Les psychopathes n’envisagent pas souvent les conséquences
Le Dr Hare a conclu que les psychopathes préfèrent de loin « la vie en accéléré », une affaire facile, un stratagème astucieux, un acte convaincant, un mensonge en douceur, et souvent, « l’action implique d’enfreindre les règles ».4 Les psychopathes se soucient peu des conséquences. Ils font souvent preuve de peu ou pas de prévoyance dans l’accomplissement des tâches qui leur sont confiées. S’ils sont découverts pour des méfaits, ils auront recours à la manipulation et aux mensonges pour couvrir leurs traces. Ils sont égoïstes et pensent qu’ils font les choses mieux et plus vite que les autres. Selon le Dr Hervey Cleckley, auteur de The Mask of Sanity : « Leur comportement témoigne d’une irrationalité et d’une incompétence flagrantes et évidentes « 5.
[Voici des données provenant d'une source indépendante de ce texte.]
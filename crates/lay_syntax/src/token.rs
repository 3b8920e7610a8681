//! Token definitions.
//!
//! Leaf tokens carry the text they were scanned from. Layout tokens
//! (block/statement open and close, line separator) are synthetic and carry
//! nothing; the lexer inserts them so indentation alone conveys nesting.
use std::fmt;

use crate::Position;

/// Literal payload.
#[derive(Clone, Debug, PartialEq, Eq, Hash)]
pub enum Literal {
    /// Decimal (with optional fraction) or `0x` hexadecimal number.
    Number(String),
    /// Body of a `'…'` or `"…"` literal, escapes kept verbatim.
    Str(String),
    /// `/pattern/flags`
    Regex { pattern: String, flags: String },
    /// Reserved constant such as `true` or `null`.
    Const(String),
}

/// Token.
#[derive(Clone, Debug, PartialEq, Eq, Hash)]
pub enum Token {
    /// Identifier.
    Ident(String),
    /// Reserved word.
    Keyword(String),
    /// Operator not in the reserved symbol table.
    Operator(String),
    /// Reserved symbol, punctuation or bracket.
    Symbol(String),
    /// Body of a raw literal.
    RawLit(String),
    /// Literal.
    Lit(Literal),
    /// Start of a layout block.
    BlockOpen,
    /// End of a layout block.
    BlockClose,
    /// Start of a multi-line statement.
    StmtOpen,
    /// End of a multi-line statement.
    StmtClose,
    /// Statement boundary inside a block or statement.
    LineSep,
}

impl Token {
    pub fn symbol(s: &str) -> Self {
        Token::Symbol(s.to_string())
    }

    /// Whether the layout algorithm inserted this token.
    pub fn is_synthetic(&self) -> bool {
        matches!(
            self,
            Token::BlockOpen | Token::BlockClose | Token::StmtOpen | Token::StmtClose | Token::LineSep
        )
    }

    /// Whether this token ends an operand, e.g. `x`, `1`, `)`.
    pub fn is_operand_end(&self) -> bool {
        match self {
            Token::Ident(_) | Token::Lit(_) | Token::RawLit(_) => true,
            Token::Symbol(s) => matches!(s.as_str(), ")" | "]" | "}"),
            _ => false,
        }
    }

    /// Short kind name, used by the `tokens` command.
    pub fn kind_name(&self) -> &'static str {
        match self {
            Token::Ident(_) => "Ident",
            Token::Keyword(_) => "Keyword",
            Token::Operator(_) => "Operator",
            Token::Symbol(_) => "Symbol",
            Token::RawLit(_) => "RawLit",
            Token::Lit(Literal::Number(_)) => "Number",
            Token::Lit(Literal::Str(_)) => "Str",
            Token::Lit(Literal::Regex { .. }) => "Regex",
            Token::Lit(Literal::Const(_)) => "Const",
            Token::BlockOpen => "BlockOpen",
            Token::BlockClose => "BlockClose",
            Token::StmtOpen => "StmtOpen",
            Token::StmtClose => "StmtClose",
            Token::LineSep => "LineSep",
        }
    }
}

impl fmt::Display for Token {
    fn fmt(&self, f: &mut fmt::Formatter<'_>) -> fmt::Result {
        match self {
            Token::Ident(s)
            | Token::Keyword(s)
            | Token::Operator(s)
            | Token::Symbol(s)
            | Token::Lit(Literal::Number(s))
            | Token::Lit(Literal::Const(s)) => f.write_str(s),
            Token::RawLit(s) => write!(f, "```{s}```"),
            Token::Lit(Literal::Str(s)) => write!(f, "\"{s}\""),
            Token::Lit(Literal::Regex { pattern, flags }) => write!(f, "/{pattern}/{flags}"),
            Token::BlockOpen => f.write_str("{block"),
            Token::BlockClose => f.write_str("block}"),
            Token::StmtOpen => f.write_str("{stmt"),
            Token::StmtClose => f.write_str("stmt}"),
            Token::LineSep => f.write_str(";;"),
        }
    }
}

/// Token tagged with the position where the attempt that produced it began.
#[derive(Clone, Debug, PartialEq, Eq, Hash)]
pub struct PositionedToken {
    pub pos: Position,
    pub token: Token,
}

impl PositionedToken {
    pub fn new(pos: Position, token: Token) -> Self {
        Self { pos, token }
    }
}
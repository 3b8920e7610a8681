//! Reserved word and symbol tables.
use phf::{phf_map, phf_set};

#[derive(Clone, Copy, Debug, PartialEq, Eq)]
pub(crate) enum WordClass {
    Keyword,
    /// Keyword that opens a layout block right after itself.
    Layout,
    Const,
}

pub(crate) static RESERVED_WORDS: phf::Map<&'static str, WordClass> = phf_map! {
    "module" => WordClass::Keyword,
    "import" => WordClass::Keyword,
    "as" => WordClass::Keyword,
    "let" => WordClass::Keyword,
    "in" => WordClass::Keyword,
    "case" => WordClass::Keyword,
    "if" => WordClass::Keyword,
    "then" => WordClass::Keyword,
    "else" => WordClass::Keyword,
    "data" => WordClass::Keyword,
    "type" => WordClass::Keyword,
    "class" => WordClass::Keyword,
    "instance" => WordClass::Keyword,
    "deriving" => WordClass::Keyword,
    "where" => WordClass::Layout,
    "of" => WordClass::Layout,
    "do" => WordClass::Layout,
    "true" => WordClass::Const,
    "false" => WordClass::Const,
    "null" => WordClass::Const,
};

pub(crate) static RESERVED_SYMBOLS: phf::Set<&'static str> = phf_set! {
    "=", "->", "<-", "=>", "::", "|", "\\", "..", "@", "~",
};

/// The symbol that may open a multi-line statement.
pub(crate) const ASSIGN: &str = "=";
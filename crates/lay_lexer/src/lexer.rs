//! Lexer implementation.
//!
//! Scans source text into leaf tokens (identifiers, keywords, operators,
//! symbols, literals) and drives the layout algorithm on line breaks,
//! brackets and implicit openers.
//!
//! Design: single linear pass; the indent-context stack is the only state
//! threaded between steps. The run stops at the first failure and keeps the
//! tokens produced before it.
//!
//! Related: `layout` (synthetic tokens), `scan` (leaf scanners).
use lay_syntax::{Literal, Position, PositionedToken, Token};
use tracing::{debug, trace};

use crate::cursor::Cursor;
use crate::keywords::{ASSIGN, RESERVED_SYMBOLS, RESERVED_WORDS, WordClass};
use crate::layout::{self, Opener};
use crate::{Bracket, IndentStack, LayoutError, LexError, scan};

/// Lexing result: the tokens produced, and the failure that stopped the run
/// if there was one.
#[derive(Clone, Debug, PartialEq, Eq)]
pub struct LexResult {
    pub tokens: Vec<PositionedToken>,
    pub error: Option<LexError>,
}

impl LexResult {
    pub fn is_ok(&self) -> bool {
        self.error.is_none()
    }

    pub fn into_result(self) -> Result<Vec<PositionedToken>, LexError> {
        match self.error {
            Some(err) => Err(err),
            None => Ok(self.tokens),
        }
    }
}

/// Lex `input` in one call.
pub fn lex(input: &str) -> Result<Vec<PositionedToken>, LexError> {
    Lexer::new(input).lex().into_result()
}

/// Layout-sensitive lexer.
pub struct Lexer<'a> {
    cursor: Cursor<'a>,
    stack: IndentStack,
    tokens: Vec<PositionedToken>,
    /// Scratch buffer for the tokens of one step.
    pending: Vec<Token>,
}

impl<'a> Lexer<'a> {
    /// Create a new lexer.
    pub fn new(input: &'a str) -> Self {
        Self {
            cursor: Cursor::new(input),
            stack: IndentStack::new(),
            tokens: Vec::new(),
            pending: Vec::new(),
        }
    }

    /// Run the lexer to the end of input or the first failure.
    pub fn lex(mut self) -> LexResult {
        let approx = self.cursor.rest().len().saturating_div(4).max(32);
        self.tokens.reserve(approx);
        let error = self.run().err();
        match &error {
            Some(err) => debug!(tokens = self.tokens.len(), %err, "lexing failed"),
            None => debug!(tokens = self.tokens.len(), "lexing finished"),
        }
        LexResult {
            tokens: self.tokens,
            error,
        }
    }

    fn run(&mut self) -> Result<(), LexError> {
        self.lex_first_line()?;
        loop {
            self.cursor.skip_spacing();
            let Some(c) = self.cursor.peek() else { break };
            let start = self.cursor.pos();
            if self.lex_leaf(start) {
                continue;
            }
            if let Some(bracket) = Bracket::from_open(c) {
                self.cursor.bump();
                layout::open_bracket(&mut self.stack, bracket, &mut self.pending);
                self.flush(start);
                continue;
            }
            if let Some(bracket) = Bracket::from_close(c) {
                self.cursor.bump();
                layout::close_bracket(&mut self.stack, bracket, &mut self.pending)
                    .map_err(|e| self.fail(e, start))?;
                self.flush(start);
                continue;
            }
            if self.cursor.at_line_break() {
                self.lex_line_break(start)?;
                continue;
            }
            return Err(LexError::no_match(c, start));
        }
        let end = self.cursor.pos();
        self.close_all(end)
    }

    /// The first significant line is measured like any line after a break.
    fn lex_first_line(&mut self) -> Result<(), LexError> {
        self.cursor.skip_spacing();
        if let Some(col) = self.cursor.skip_line_run() {
            let line_start = self.cursor.pos();
            layout::line_break(&mut self.stack, col, &mut self.pending)
                .map_err(|e| self.fail(e, line_start))?;
        }
        Ok(())
    }

    fn lex_line_break(&mut self, start: Position) -> Result<(), LexError> {
        let Some(col) = self.cursor.skip_line_run() else {
            return self.close_all(start);
        };
        let line_start = self.cursor.pos();
        layout::line_break(&mut self.stack, col, &mut self.pending)
            .map_err(|e| self.fail(e, line_start))?;
        self.flush(start);
        Ok(())
    }

    /// End of input: drive the stack back to empty as a line break to
    /// column 0 would, tagging the closes with `tag`.
    fn close_all(&mut self, tag: Position) -> Result<(), LexError> {
        let end = self.cursor.pos();
        // Innermost bracket still open, even under layout contexts.
        if let Some(bracket) = self.stack.iter().filter_map(|c| c.bracket()).last() {
            return Err(LayoutError::indentation(format!(
                "unclosed '{}' at end of input",
                bracket.open_str()
            ))
            .at(end));
        }
        layout::line_break(&mut self.stack, 0, &mut self.pending)
            .map_err(|e| self.fail(e, end))?;
        self.flush(tag);
        debug_assert!(self.stack.is_empty());
        Ok(())
    }

    /// Try the leaf scanners in priority order. Returns whether one matched.
    fn lex_leaf(&mut self, start: Position) -> bool {
        let rest = self.cursor.rest();
        let (len, token) = if let Some(m) = scan::raw(rest) {
            (m.len, Token::RawLit(m.text.to_string()))
        } else if let Some(m) = scan::quoted(rest) {
            (m.len, Token::Lit(Literal::Str(m.text.to_string())))
        } else if let Some(s) = scan::number(rest) {
            (s.len(), Token::Lit(Literal::Number(s.to_string())))
        } else if let Some(s) = scan::identifier(rest) {
            (s.len(), classify_word(s))
        } else if let Some(m) = self.regex_allowed().then(|| scan::regex(rest)).flatten() {
            let lit = Literal::Regex {
                pattern: m.pattern.to_string(),
                flags: m.flags.to_string(),
            };
            (m.len, Token::Lit(lit))
        } else if let Some(s) = scan::operator(rest) {
            (s.len(), classify_operator(s))
        } else if let Some(s) = scan::punctuation(rest) {
            (s.len(), Token::symbol(s))
        } else {
            return false;
        };
        self.cursor.advance(len);

        let opener = match &token {
            Token::Keyword(w) if RESERVED_WORDS.get(w.as_str()) == Some(&WordClass::Layout) => {
                Some(Opener::Block)
            }
            Token::Symbol(s) if s == ASSIGN && self.ends_line() => Some(Opener::Statement),
            _ => None,
        };
        self.pending.push(token);
        self.flush(start);
        if let Some(opener) = opener {
            self.open_implicit(opener);
        }
        true
    }

    /// A regex may start only where an operand may.
    fn regex_allowed(&self) -> bool {
        self.tokens
            .last()
            .is_none_or(|t| !t.token.is_operand_end())
    }

    /// Only spacing or a comment remains before the next line break.
    fn ends_line(&self) -> bool {
        let mut probe = self.cursor.clone();
        probe.skip_spacing();
        probe.at_line_break()
    }

    /// Open the block or statement that starts at the next token. When that
    /// token is on a later line the line-break run belongs to the opener and
    /// produces no layout tokens of its own.
    fn open_implicit(&mut self, opener: Opener) {
        let start = self.cursor.pos();
        let mut probe = self.cursor.clone();
        probe.skip_spacing();
        let crosses_lines = probe.at_line_break();
        let first_col = if crosses_lines {
            probe.skip_line_run()
        } else if probe.is_eof() {
            None
        } else {
            Some(probe.indent())
        };
        let pushed = layout::open_layout(&mut self.stack, opener, first_col, &mut self.pending);
        if pushed && crosses_lines {
            self.cursor = probe;
        }
        self.flush(start);
    }

    fn flush(&mut self, pos: Position) {
        for token in self.pending.drain(..) {
            trace!(%pos, ?token, depth = self.stack.depth(), "emit");
            self.tokens.push(PositionedToken::new(pos, token));
        }
    }

    /// Tokens of the failing step are dropped.
    fn fail(&mut self, err: LayoutError, pos: Position) -> LexError {
        self.pending.clear();
        err.at(pos)
    }
}

fn classify_word(word: &str) -> Token {
    match RESERVED_WORDS.get(word) {
        Some(WordClass::Keyword | WordClass::Layout) => Token::Keyword(word.to_string()),
        Some(WordClass::Const) => Token::Lit(Literal::Const(word.to_string())),
        None => Token::Ident(word.to_string()),
    }
}

fn classify_operator(op: &str) -> Token {
    if RESERVED_SYMBOLS.contains(op) {
        Token::Symbol(op.to_string())
    } else {
        Token::Operator(op.to_string())
    }
}
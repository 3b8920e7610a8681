//! Character classes shared by the scanners.

pub fn is_ident_start(c: char) -> bool {
    c == '_' || c.is_alphabetic()
}

pub fn is_ident_continue(c: char) -> bool {
    is_ident_start(c) || c.is_ascii_digit()
}

pub fn is_operator_char(c: char) -> bool {
    matches!(
        c,
        '!' | '$' | '%' | '&' | '*' | '+' | '-' | '.' | '/' | '<' | '=' | '>' | '?' | '@' | '\\'
            | '^' | '|' | '~' | ':'
    )
}

pub fn is_hex_digit(c: char) -> bool {
    c.is_ascii_hexdigit()
}

pub fn is_regex_flag(c: char) -> bool {
    matches!(c, 'g' | 'i' | 'm' | 's' | 'u' | 'y')
}

/// Horizontal inter-token spacing.
pub fn is_inline_space(c: char) -> bool {
    c == ' ' || c == '\t'
}

pub fn is_line_break(c: char) -> bool {
    c == '\n' || c == '\r'
}
#[derive(Clone, Debug)]
pub struct SourceText {
    text: String,
    line_starts: Vec<u32>,
}

impl SourceText {
    pub fn new(text: String) -> Self {
        let mut line_starts = Vec::with_capacity(text.len().saturating_div(64).max(32));
        line_starts.push(0u32);
        for (i, b) in text.bytes().enumerate() {
            if b == b'\n' {
                line_starts.push((i + 1) as u32);
            }
        }
        Self { text, line_starts }
    }

    pub fn as_str(&self) -> &str {
        &self.text
    }

    /// Text of a 1-based line, without its line break.
    pub fn line_text(&self, line: u32) -> Option<&str> {
        let idx = (line as usize).checked_sub(1)?;
        let start = *self.line_starts.get(idx)? as usize;
        let end = self
            .line_starts
            .get(idx + 1)
            .map(|&s| (s as usize).saturating_sub(1))
            .unwrap_or(self.text.len());
        Some(self.text[start..end].trim_end_matches('\r'))
    }
}

#[derive(Clone, Debug)]
pub struct SourceFile {
    pub name: String,
    pub text: SourceText,
}

impl SourceFile {
    pub fn new(name: impl Into<String>, text: String) -> Self {
        Self {
            name: name.into(),
            text: SourceText::new(text),
        }
    }
}
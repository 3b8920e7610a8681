use lay_driver::Driver;

use crate::args::CliArgs;
use crate::commands::{emit_diagnostics, lex_single, print_timing};

pub(crate) fn run(args: &CliArgs, driver: &Driver) -> i32 {
    let lexed = match lex_single(args, driver) {
        Ok(v) => v,
        Err(code) => return code,
    };
    if args.timing {
        print_timing(&lexed);
    }
    emit_diagnostics(&lexed.source, &lexed.diagnostics, args.json_out);
    if lexed.has_errors() {
        return 1;
    }
    if !args.json_out {
        println!("ok: {} tokens", lexed.tokens.len());
    }
    0
}
//! lay_syntax: shared syntax types.
//!
//! Token model, source positions, source text and diagnostics used by the
//! lexer, the file front end and the CLI.
mod diagnostic;
mod position;
mod render;
mod source;
mod token;
mod util;

pub use diagnostic::{Diagnostic, Severity, codes};
pub use position::Position;
pub use render::render_diagnostic;
pub use source::{SourceFile, SourceText};
pub use token::{Literal, PositionedToken, Token};
pub use util::{
    is_hex_digit, is_ident_continue, is_ident_start, is_inline_space, is_line_break,
    is_operator_char, is_regex_flag,
};
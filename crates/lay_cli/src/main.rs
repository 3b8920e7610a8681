mod args;
mod commands;

use lay_driver::Driver;

#[cfg(not(target_env = "msvc"))]
#[global_allocator]
static GLOBAL: mimalloc::MiMalloc = mimalloc::MiMalloc;

fn init_tracing() {
    use tracing_subscriber::{EnvFilter, fmt, prelude::*};

    // Only initialize if RUST_LOG is set
    if std::env::var("RUST_LOG").is_ok() {
        tracing_subscriber::registry()
            .with(
                fmt::layer()
                    .with_writer(std::io::stderr)
                    .with_target(true)
                    .with_level(true),
            )
            .with(EnvFilter::from_default_env())
            .init();
    }
}

fn main() {
    init_tracing();

    let args = match args::parse_args(std::env::args().skip(1)) {
        Ok(v) => v,
        Err(e) => {
            eprintln!("{e}");
            std::process::exit(2);
        }
    };

    let driver = Driver::new();
    let code = match args.cmd.as_str() {
        "tokens" => commands::tokens::run(&args, &driver),
        "check" => commands::check::run(&args, &driver),
        _ => {
            eprintln!("Unknown command: {}", args.cmd);
            eprintln!("{}", args::usage());
            2
        }
    };
    std::process::exit(code);
}
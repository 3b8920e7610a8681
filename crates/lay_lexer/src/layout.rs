//! Layout algorithm.
//!
//! Decides which synthetic tokens a line break, a bracket or an implicit
//! opener produces, given the indent-context stack. Functions here append to
//! `out` and never see the input text; the driver measures columns and tags
//! the tokens with positions.
//!
//! Columns are 0-based indentation widths.
use std::cmp::Ordering;

use lay_syntax::Token;
use tracing::trace;

use crate::{Bracket, IndentContext, IndentStack, LayoutError};

/// Kind of context an implicit opener introduces.
#[derive(Clone, Copy, Debug, PartialEq, Eq)]
pub enum Opener {
    /// After `where`, `of` or `do`.
    Block,
    /// After `=` at the end of a line.
    Statement,
}

impl Opener {
    fn context(self, threshold: u32) -> IndentContext {
        match self {
            Opener::Block => IndentContext::Block(threshold),
            Opener::Statement => IndentContext::Statement(threshold),
        }
    }

    fn tokens(self) -> (Token, Token) {
        match self {
            Opener::Block => (Token::BlockOpen, Token::BlockClose),
            Opener::Statement => (Token::StmtOpen, Token::StmtClose),
        }
    }
}

/// Handle a run of line breaks whose final line starts at column `col`
/// (0 at end of input).
///
/// Emits closes for every context the new line falls out of, followed by at
/// most one `LineSep` or `StmtOpen`.
pub fn line_break(
    stack: &mut IndentStack,
    col: u32,
    out: &mut Vec<Token>,
) -> Result<(), LayoutError> {
    loop {
        let top = stack.peek();
        trace!(?top, col, "line break");
        match top {
            IndentContext::Paren(n) | IndentContext::Square(n) | IndentContext::Brace(n) => {
                if col > n {
                    return Ok(());
                }
                return Err(LayoutError::indentation(format!(
                    "line inside brackets must be indented past column {n}, found {col}"
                )));
            }
            IndentContext::Empty => {
                if col == 0 {
                    return Ok(());
                }
                return Err(LayoutError::indentation(format!(
                    "unexpected indentation {col} at the outermost level"
                )));
            }
            IndentContext::Statement(n) => match col.cmp(&n) {
                Ordering::Equal => {
                    out.push(Token::LineSep);
                    return Ok(());
                }
                Ordering::Greater => {
                    stack.push(IndentContext::Statement(col));
                    out.push(Token::StmtOpen);
                    return Ok(());
                }
                Ordering::Less => {
                    close_on_dedent(stack, col, n)?;
                    out.push(Token::StmtClose);
                }
            },
            IndentContext::Block(n) => match col.cmp(&n) {
                Ordering::Equal => {
                    out.push(Token::LineSep);
                    return Ok(());
                }
                Ordering::Greater => return Ok(()),
                Ordering::Less => {
                    close_on_dedent(stack, col, n)?;
                    out.push(Token::BlockClose);
                }
            },
        }
    }
}

/// Pop the top context for a dedent to `col`; the new top must not sit
/// strictly below `col`.
fn close_on_dedent(stack: &mut IndentStack, col: u32, closed: u32) -> Result<(), LayoutError> {
    stack.pop();
    let outer = stack.peek_threshold();
    if col > outer {
        return Err(LayoutError::indentation(format!(
            "indentation {col} falls between levels {outer} and {closed}"
        )));
    }
    Ok(())
}

/// Push a bracket context that inherits the current threshold.
pub fn open_bracket(stack: &mut IndentStack, bracket: Bracket, out: &mut Vec<Token>) {
    let threshold = stack.peek_threshold();
    stack.push(bracket.context(threshold));
    trace!(?bracket, threshold, "open bracket");
    out.push(Token::symbol(bracket.open_str()));
}

/// Close every block/statement context above the nearest bracket, then pop
/// that bracket if it matches.
pub fn close_bracket(
    stack: &mut IndentStack,
    bracket: Bracket,
    out: &mut Vec<Token>,
) -> Result<(), LayoutError> {
    loop {
        match stack.peek() {
            IndentContext::Block(_) => {
                stack.pop();
                out.push(Token::BlockClose);
            }
            IndentContext::Statement(_) => {
                stack.pop();
                out.push(Token::StmtClose);
            }
            IndentContext::Empty => {
                return Err(LayoutError::bracket(format!(
                    "unbalanced '{}'",
                    bracket.close_str()
                )));
            }
            top @ (IndentContext::Paren(_) | IndentContext::Square(_) | IndentContext::Brace(_)) => {
                if top.bracket() != Some(bracket) {
                    let open = top.bracket().map_or("?", Bracket::open_str);
                    return Err(LayoutError::bracket(format!(
                        "mismatched bracket: '{}' cannot close '{open}'",
                        bracket.close_str()
                    )));
                }
                stack.pop();
                trace!(?bracket, "close bracket");
                out.push(Token::symbol(bracket.close_str()));
                return Ok(());
            }
        }
    }
}

/// Open a block or statement whose first token sits at `first_col`
/// (`None` when end of input comes first).
///
/// The context is pushed only when `first_col` is strictly greater than the
/// enclosing threshold. Otherwise the construct is empty and its close token
/// follows the open token at once. Returns whether a context was pushed.
pub fn open_layout(
    stack: &mut IndentStack,
    opener: Opener,
    first_col: Option<u32>,
    out: &mut Vec<Token>,
) -> bool {
    let enclosing = stack.peek_threshold();
    let (open, close) = opener.tokens();
    out.push(open);
    match first_col {
        Some(col) if col > enclosing => {
            trace!(?opener, col, enclosing, "open layout context");
            stack.push(opener.context(col));
            true
        }
        _ => {
            trace!(?opener, ?first_col, enclosing, "empty layout context");
            out.push(close);
            false
        }
    }
}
« Psychopathe partiel ou complet
Cleckley, pionnier de l’analyse de la psychopathie au milieu du XXe siècle, a établi une distinction entre ce qu’il a appelé un psychopathe « partiel » et un psychopathe « complet ». Dans The Mask of Sanity, Cleckley utilise cette distinction dans son analyse de Scarlett O’Hara, la protagoniste du roman historique Autant en emporte le vent. Il affirme qu’elle était une psychopathe partielle, en ce sens qu’elle avait manifesté des caractéristiques et des actions qui l’empêchaient d’être une « psychopathe complète ». 6 Scarlett O’Hara, bien que souvent froide, calculatrice et manipulatrice, ce qui la rapproche d’un psychopathe, accomplissait néanmoins avec succès des tâches en accordant une grande attention aux détails. Bien qu’elle soit souvent égoïste et émotionnellement pauvre en matière d’amour, elle a assumé de nombreux fardeaux pour continuer à vivre pendant la guerre de Sécession.
Aujourd’hui, en utilisant l’étalon-or de la mesure de la psychopathie, la Hare PsychopathyChecklist-Revised7, certains pourraient dire que ses traits la placeraient quelque part sur le spectre psychopathique, mais qu’ils n’atteindraient pas un niveau suffisamment élevé pour qu’elle soit considérée comme une psychopathe clinique. Si elle avait été une psychopathe, elle n’aurait tout simplement pas pu réussir. Le terme est un oxymore.
Références
1. Hare, Robert D. (1990). Without Conscience : The Disturbing World of the Psychopaths Among Us. New York : The Guilford Press. 62.
2. Kiehl, Kent et Lushing, Julia, (2014) Psychopathy. Scholarpedia, 9(5):30835.
3. Stout, Martha. (2006). The Sociopath Next Door. New York : Three Rivers Press. 189.
4. Sans conscience. 61.
5. Cleckley, Hervey. (1982). The Mask of Sanity. St. Louis : Mosby. 1.
6. Cleckley. 191 -192.
7. Hare, R.D. (1991, 2003). Manual for the Psychopathy Checklist-Revised. Toronto, Ontario : Multi-Health Systems.